In den folgenden Jahren erwies sich in den ökumenischen Bemühungen die Katholizität der einzelnen Konfessionskirchen – mit Ausnahme der (römisch-)katholischen Kirche – als Bedingung der Möglichkeit gegenseitiger Anerkennung (Kirchengemeinschaft) und Abendmahlsgemeinschaft.
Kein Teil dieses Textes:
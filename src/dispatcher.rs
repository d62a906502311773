//! One source per run: fetch, transform, push.

use tracing::info;

use crate::adapters::social::DEFAULT_POST_LIMIT;
use crate::adapters::{EventsAdapter, EventsOptions, SocialAdapter, TransitAdapter};
use crate::config::{Config, DashingSettings, VenueRegistry};
use crate::error::{ConfigError, DispatchError};
use crate::payload::Delivery;
use crate::providers::ProviderSet;
use crate::push::PushClient;

/// Which source to poll, with its source-specific parameters.
#[derive(Debug, Clone, PartialEq, Eq)]
pub enum SourceRequest {
    Transit { station: String },
    Events { venue: String, options: EventsOptions },
    Social { limit: usize },
}

impl SourceRequest {
    pub fn events(venue: impl Into<String>) -> Self {
        SourceRequest::Events {
            venue: venue.into(),
            options: EventsOptions::default(),
        }
    }

    pub fn social() -> Self {
        SourceRequest::Social {
            limit: DEFAULT_POST_LIMIT,
        }
    }

    pub fn source_name(&self) -> &'static str {
        match self {
            SourceRequest::Transit { .. } => "transit",
            SourceRequest::Events { .. } => "events",
            SourceRequest::Social { .. } => "social",
        }
    }
}

pub struct Dispatcher<P> {
    providers: P,
    venues: VenueRegistry,
    auth_token: String,
    push: PushClient,
}

impl<P: ProviderSet> Dispatcher<P> {
    pub fn new(dashing: DashingSettings, venues: VenueRegistry, providers: P) -> Self {
        Self {
            providers,
            venues,
            push: PushClient::new(dashing.url),
            auth_token: dashing.auth_token,
        }
    }

    /// Fails fast on missing `[dashing]` keys, before any network call.
    pub fn from_config(config: &Config, providers: P) -> Result<Self, DispatchError> {
        Ok(Self::new(config.dashing()?, config.venues.clone(), providers))
    }

    pub fn with_push_client(mut self, push: PushClient) -> Self {
        self.push = push;
        self
    }

    /// Fetch and transform without pushing.
    pub async fn prepare(&self, request: &SourceRequest) -> Result<Delivery, DispatchError> {
        match request {
            SourceRequest::Transit { station } => self.prepare_transit(station).await,
            SourceRequest::Events { venue, options } => self.prepare_events(venue, options).await,
            SourceRequest::Social { limit } => self.prepare_social(*limit).await,
        }
    }

    async fn prepare_transit(&self, station: &str) -> Result<Delivery, DispatchError> {
        // A blank query would match every station on the network.
        if station.trim().is_empty() {
            return Err(ConfigError::BlankArgument("station").into());
        }
        let provider = self.providers.transit()?;
        let delivery = TransitAdapter::new(&provider, &self.auth_token)
            .delivery(station)
            .await?;
        Ok(delivery)
    }

    async fn prepare_events(
        &self,
        venue: &str,
        options: &EventsOptions,
    ) -> Result<Delivery, DispatchError> {
        // Resolve before building the provider so a typo is reported first.
        self.venues.resolve(venue)?;
        let provider = self.providers.events()?;
        let delivery = EventsAdapter::new(&provider, &self.venues, &self.auth_token)
            .delivery(venue, options)
            .await?;
        Ok(delivery)
    }

    async fn prepare_social(&self, limit: usize) -> Result<Delivery, DispatchError> {
        let provider = self.providers.social()?;
        let delivery = SocialAdapter::new(&provider, &self.auth_token)
            .delivery(limit)
            .await?;
        Ok(delivery)
    }

    /// Run the request end to end and return what was delivered.
    pub async fn dispatch(&self, request: &SourceRequest) -> Result<Delivery, DispatchError> {
        let source = request.source_name();
        info!(source, dashboard = self.push.base_url(), "dispatching");

        let delivery = self.prepare(request).await?;
        self.push.push(&delivery.widget, &delivery.payload).await?;

        info!(source, widget = %delivery.widget, "delivered");
        Ok(delivery)
    }
}

#[cfg(test)]
mod tests {
    use super::*;
    use crate::error::{AdapterError, ConfigError, PushError};
    use crate::payload::{ListItem, Payload};
    use crate::providers::{
        Event, EventsProvider, SocialPost, SocialProvider, TransitArrival, TransitProvider,
    };
    use std::cell::Cell;

    #[derive(Default)]
    struct Stubs {
        fetches: Cell<usize>,
        no_ticketmaster_key: bool,
    }

    struct StubTransit<'a>(&'a Cell<usize>);
    struct StubEvents<'a>(&'a Cell<usize>);
    struct StubSocial<'a>(&'a Cell<usize>);

    impl TransitProvider for StubTransit<'_> {
        async fn arrivals(&self, _station: &str) -> Result<Vec<TransitArrival>, AdapterError> {
            self.0.set(self.0.get() + 1);
            Ok(vec![TransitArrival {
                destination: "Airport".into(),
                waiting_time: "3 min".into(),
                ..Default::default()
            }])
        }
    }

    impl EventsProvider for StubEvents<'_> {
        async fn events(&self, _venue_id: &str, _size: usize) -> Result<Vec<Event>, AdapterError> {
            self.0.set(self.0.get() + 1);
            Ok(vec![Event {
                id: "1".into(),
                name: "Spring Tour".into(),
                start_date: Some("2017-04-28".into()),
            }])
        }
    }

    impl SocialProvider for StubSocial<'_> {
        async fn top_of_day(&self, _limit: usize) -> Result<Vec<SocialPost>, AdapterError> {
            self.0.set(self.0.get() + 1);
            Ok(vec![SocialPost {
                title: "Snow day".into(),
                author: "peachy".into(),
                selftext: None,
            }])
        }
    }

    impl<'s> ProviderSet for &'s Stubs {
        type Transit = StubTransit<'s>;
        type Events = StubEvents<'s>;
        type Social = StubSocial<'s>;

        fn transit(&self) -> Result<StubTransit<'s>, ConfigError> {
            let stubs: &'s Stubs = *self;
            Ok(StubTransit(&stubs.fetches))
        }

        fn events(&self) -> Result<StubEvents<'s>, ConfigError> {
            let stubs: &'s Stubs = *self;
            if stubs.no_ticketmaster_key {
                return Err(ConfigError::MissingKey("ticketmaster.api_key"));
            }
            Ok(StubEvents(&stubs.fetches))
        }

        fn social(&self) -> Result<StubSocial<'s>, ConfigError> {
            let stubs: &'s Stubs = *self;
            Ok(StubSocial(&stubs.fetches))
        }
    }

    fn dispatcher(stubs: &Stubs) -> Dispatcher<&Stubs> {
        Dispatcher::new(
            DashingSettings {
                url: "http://127.0.0.1:9/widgets/".into(),
                auth_token: "tok".into(),
            },
            VenueRegistry::new([("tabernacle".to_string(), "KovZpZAEkn6A".to_string())]),
            stubs,
        )
    }

    #[test]
    fn test_source_names() {
        assert_eq!(
            SourceRequest::Transit { station: "x".into() }.source_name(),
            "transit"
        );
        assert_eq!(SourceRequest::events("tabernacle").source_name(), "events");
        assert_eq!(SourceRequest::social().source_name(), "social");
    }

    #[tokio::test]
    async fn test_blank_station_is_rejected_before_fetch() {
        let stubs = Stubs::default();
        for station in ["", "   "] {
            let err = dispatcher(&stubs)
                .prepare(&SourceRequest::Transit {
                    station: station.into(),
                })
                .await
                .unwrap_err();
            assert!(matches!(
                err,
                DispatchError::Config(ConfigError::BlankArgument("station"))
            ));
            assert_eq!(err.exit_code(), 2);
        }
        assert_eq!(stubs.fetches.get(), 0);
    }

    #[test]
    fn test_from_config_requires_dashing_keys() {
        let stubs = Stubs::default();
        let cfg = Config::from_toml_str("[dashing]\nurl = \"http://x/widgets/\"\n").unwrap();
        let err = Dispatcher::from_config(&cfg, &stubs).err().unwrap();
        assert!(matches!(
            err,
            DispatchError::Config(ConfigError::MissingKey("dashing.auth_token"))
        ));
    }

    #[tokio::test]
    async fn test_prepare_transit() {
        let stubs = Stubs::default();
        let delivery = dispatcher(&stubs)
            .prepare(&SourceRequest::Transit {
                station: "Five Points".into(),
            })
            .await
            .unwrap();
        assert_eq!(delivery.widget, "marta");
        let Payload::List(payload) = delivery.payload else {
            panic!("transit must produce a list payload");
        };
        assert_eq!(payload.title, "Station: Five Points");
        assert_eq!(payload.items, vec![ListItem::new("Airport", "3 min")]);
    }

    #[tokio::test]
    async fn test_prepare_events_default_widget() {
        let stubs = Stubs::default();
        let delivery = dispatcher(&stubs)
            .prepare(&SourceRequest::events("tabernacle"))
            .await
            .unwrap();
        assert_eq!(delivery.widget, "tabernacle");
    }

    #[tokio::test]
    async fn test_prepare_social() {
        let stubs = Stubs::default();
        let delivery = dispatcher(&stubs)
            .prepare(&SourceRequest::social())
            .await
            .unwrap();
        assert_eq!(delivery.widget, "reddit");
        let Payload::Notification(payload) = delivery.payload else {
            panic!("social must produce a notification payload");
        };
        assert_eq!(payload.moreinfo, " ... posted by /u/peachy");
    }

    #[tokio::test]
    async fn test_unknown_venue_is_config_error_with_zero_fetches() {
        let stubs = Stubs::default();
        let err = dispatcher(&stubs)
            .dispatch(&SourceRequest::events("nowhere"))
            .await
            .unwrap_err();
        assert!(matches!(
            err,
            DispatchError::Config(ConfigError::UnknownVenue { ref venue, .. }) if venue == "nowhere"
        ));
        assert_eq!(stubs.fetches.get(), 0);
    }

    #[tokio::test]
    async fn test_unknown_venue_reported_before_missing_key() {
        let stubs = Stubs {
            no_ticketmaster_key: true,
            ..Default::default()
        };
        let err = dispatcher(&stubs)
            .prepare(&SourceRequest::events("nowhere"))
            .await
            .unwrap_err();
        assert!(matches!(
            err,
            DispatchError::Config(ConfigError::UnknownVenue { .. })
        ));
    }

    #[tokio::test]
    async fn test_missing_provider_key_stops_before_fetch() {
        let stubs = Stubs {
            no_ticketmaster_key: true,
            ..Default::default()
        };
        let err = dispatcher(&stubs)
            .dispatch(&SourceRequest::events("tabernacle"))
            .await
            .unwrap_err();
        assert!(matches!(
            err,
            DispatchError::Config(ConfigError::MissingKey("ticketmaster.api_key"))
        ));
        assert_eq!(stubs.fetches.get(), 0);
    }

    #[tokio::test]
    async fn test_push_failure_surfaces_as_push_error() {
        let listener = tokio::net::TcpListener::bind("127.0.0.1:0").await.unwrap();
        let addr = listener.local_addr().unwrap();
        drop(listener);

        let stubs = Stubs::default();
        let err = dispatcher(&stubs)
            .with_push_client(PushClient::with_client(
                format!("http://{addr}/widgets/"),
                reqwest::Client::builder().no_proxy().build().unwrap(),
            ))
            .dispatch(&SourceRequest::social())
            .await
            .unwrap_err();
        assert!(matches!(err, DispatchError::Push(PushError::Transport { .. })));
        assert_eq!(stubs.fetches.get(), 1);
    }
}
Kurt Stalder kann als eigentlicher Wegbereiter der heutigen altkatholischen Ortskirchenekklesiologie angesehen werden, die später von Peter Amiet237 und Herwig Aldenhoven238 weiter entwickelt wurden. Dieser setzte ausgehend von Ernst Gaugler239 seine ekklesiologischen Überlegungen im Neuen Testament sowie in der altkirchlichen Tradition an. Seine Thesen können wie folgt zusammengefasst werden:

„Da sich konkreter Vollzug von Gemeinschaft nur in einem bestimmt umgrenzten Raum ereignen kann, tritt Kirche grundsätzlich als ‚Kirche an einem Ort’ […] in Erscheinung. In jeder derartigen Lokalkirche ist die ganze Wirklichkeit von Kirche gegenwärtig. […] Gerade darum, weil von der Lokalkirche das alles zu sagen ist […][,] kann die Lokalkirche keine in sich selbst abschließende Monade sein. Sie […] muss darum erwarten, dass sich ihre eigene soteriologisch-trinitarische Realität darin bestätige, dass sie in den anderen Lokalkirchen dieselbe Wirklichkeit gegenwärtig findet, sich selbst in den anderen Lokalkirchen wieder erkennt. Sie muss sich darum mit jeder anderen Lokalkirche verbunden sehen und diese Einheit […] zum Ausdruck bringen. […] So erfahren die Lokalkirchen, dass ihr Gemeinschaftscharakter auch eine geographisch-universelle […] Realität ist […][, die] aber nicht durch die Vielzahl von Lokalkirchen und ihre Summierung konstituiert [ist][…], sondern dadurch dass der soteriologisch-trinitarische Grund jeder Lokalkirche seiner Natur nach universell ist. […] Die universelle Einheit der Kirche [sc. ihre Katholizität] ist nicht Produkt, sondern Grund aller Lokalkirchen“240.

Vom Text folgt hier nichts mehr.